Using TDZ at the right level will produce 5x the shoots that the plant would otherwise have made. At the required dose its cheap as hell, too.

edit: that is the last hint i'm going to give out on TDZ. the literature is stuffed full of it and it's no secret but i'm not hand feeding any solutions out- your answer is to dick around with TDZ + cytokinin + giberellin. Perhaps only 2 at first. Watch out for plant life stages, shoots, roots, photosynthesis, and chlorophyll production. It's not a simple task.
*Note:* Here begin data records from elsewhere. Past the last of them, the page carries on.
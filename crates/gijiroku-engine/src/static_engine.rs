//! Fixed-output engines for tests and offline runs: no network, no
//! credentials, always the same document.

use crate::engine_trait::{SpeechEngine, Summarizer};
use async_trait::async_trait;
use gijiroku_core::{EngineError, SummaryCore, TranscriptDocument};
use std::path::Path;

pub struct StaticSpeechEngine {
    document: TranscriptDocument,
}

impl StaticSpeechEngine {
    pub fn new(document: TranscriptDocument) -> Self {
        Self { document }
    }

    pub fn with_text(text: impl Into<String>) -> Self {
        Self::new(TranscriptDocument::from_raw_text(text))
    }
}

impl Default for StaticSpeechEngine {
    fn default() -> Self {
        Self::with_text("[static transcript: no speech engine configured]")
    }
}

#[async_trait]
impl SpeechEngine for StaticSpeechEngine {
    fn name(&self) -> &str {
        "static"
    }

    async fn transcribe(
        &self,
        _audio_path: &Path,
        _language: &str,
    ) -> Result<TranscriptDocument, EngineError> {
        Ok(self.document.clone())
    }
}

pub struct StaticSummarizer {
    core: SummaryCore,
}

impl StaticSummarizer {
    pub fn new(core: SummaryCore) -> Self {
        Self { core }
    }
}

impl Default for StaticSummarizer {
    fn default() -> Self {
        Self::new(SummaryCore {
            summary: "[static summary: no summarizer configured]".to_string(),
            ..Default::default()
        })
    }
}

#[async_trait]
impl Summarizer for StaticSummarizer {
    fn name(&self) -> &str {
        "static"
    }

    async fn summarize(&self, _transcript: &str) -> Result<SummaryCore, EngineError> {
        Ok(self.core.clone())
    }
}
You won't get past the veg state before you get in over your head, so beware.


----------



## Guile (Jan 4, 2012)

drewbot said:


> prepare stock solution of IAA: http://gantlet.org/protocols/iaap.pdf
> that's just an example. read the MSDS sheets and generally whatever you can find on sigma aldrich website, and phytotechlab.com. That's a start. It's stable enough on its own so pH it how you like. KOH being preferred for a couple of reasons *read the sheets*
> 
> to answer your questions there are resources that compare the cytokins and the auxins on their own, which is the major body of research. Most cannabis related material comes out of university of mississippi. If you have a good college library and you are a student you can get access to them. Off the top of my head TDZ is the hot sh1t for cannabis. Also it makes the plant produce a TON of shoots at the right concentration. Anything above the right concentration and you see some of the complexities of competitive, noncompetitive, and uncompetitive binding between hormones.
> ...


I think the CAS registry and MSDS are 2 of the most useful sources of information for me when it comes to cross referencing, comparing, and finding out what is in alot of the things I come across in my searches..

Unfortunately I'm not in school anymore, and left under relatively tense circumstances. I'm lucky I didn't end up in trouble/walk away with a bill (I think they worried it would have been too much of an embarrassment, as I was the youngest student ever admitted and at their highest scholarship level to boot). Don't get me wrong, that sounds different than I mean. I simply wasn't who they expected me to be, and I pretty much bombed out while having too much fun, so I don't think they will allow me to use their resources anymore..

Now TZD is a Cytokinin isn't it (or it behaves like one?), and you warned about too close a node spacing (before your edit, didn't you, otherwise i read it elsewhere?) so that would seem to imply that the best 2 part solution would likely incorporate the Giberellin (to encourage stretching between nodes)  
With a starting point around 5-10ppm TZD? and a greater quantity of GA (up to 5 times as much?)




(and around 10-20ppm 2,4-D respectively for a study on fruit anyway)
Though I have a feeling that you were referring to Kinetin (6-Furfurylaminopurine) as the other Cytokinin being that it was involved in the study you referenced earlier. BA looks to be responsible for more "new shoots" in a couple studies I've recently read.


----------



## Green Revolution (Jan 4, 2012)

This discussion dances on the edges of my comprehension, but I am tracking as best as I can. I am also very interested in the effects of triacontanol, cytokinins and other PGR's; Admittedly, I am just beginning to learn about the subject. I used to post on another online forum where a member by the handle of DizzleKush was conducting various tests. He left a link for his conclusive results. I am still learning how to decipher much of the scientific terminology, but hopefully this will help contribute to the topic at hand..

https://www.icmag.com/ic/showpost.php?p=4835054&postcount=146


----------



## Guile (Jan 4, 2012)

Green Revolution said:


> This discussion dances on the edges of my comprehension, but I am tracking as best as I can. I am also very interested in the effects of triacontanol, cytokinins and other PGR's; Admittedly, I am just beginning to learn about the subject. I used to post on another online forum where a member by the handle of DizzleKush was conducting various tests. He left a link for his conclusive results. I am still learning how to decipher much of the scientific terminology, but hopefully this will help contribute to the topic at hand..
> 
> https://www.icmag.com/ic/showpost.php?p=4835054&postcount=146


 Same here man, this is education by immersion, (if you don't drown you inherently learn to swim)..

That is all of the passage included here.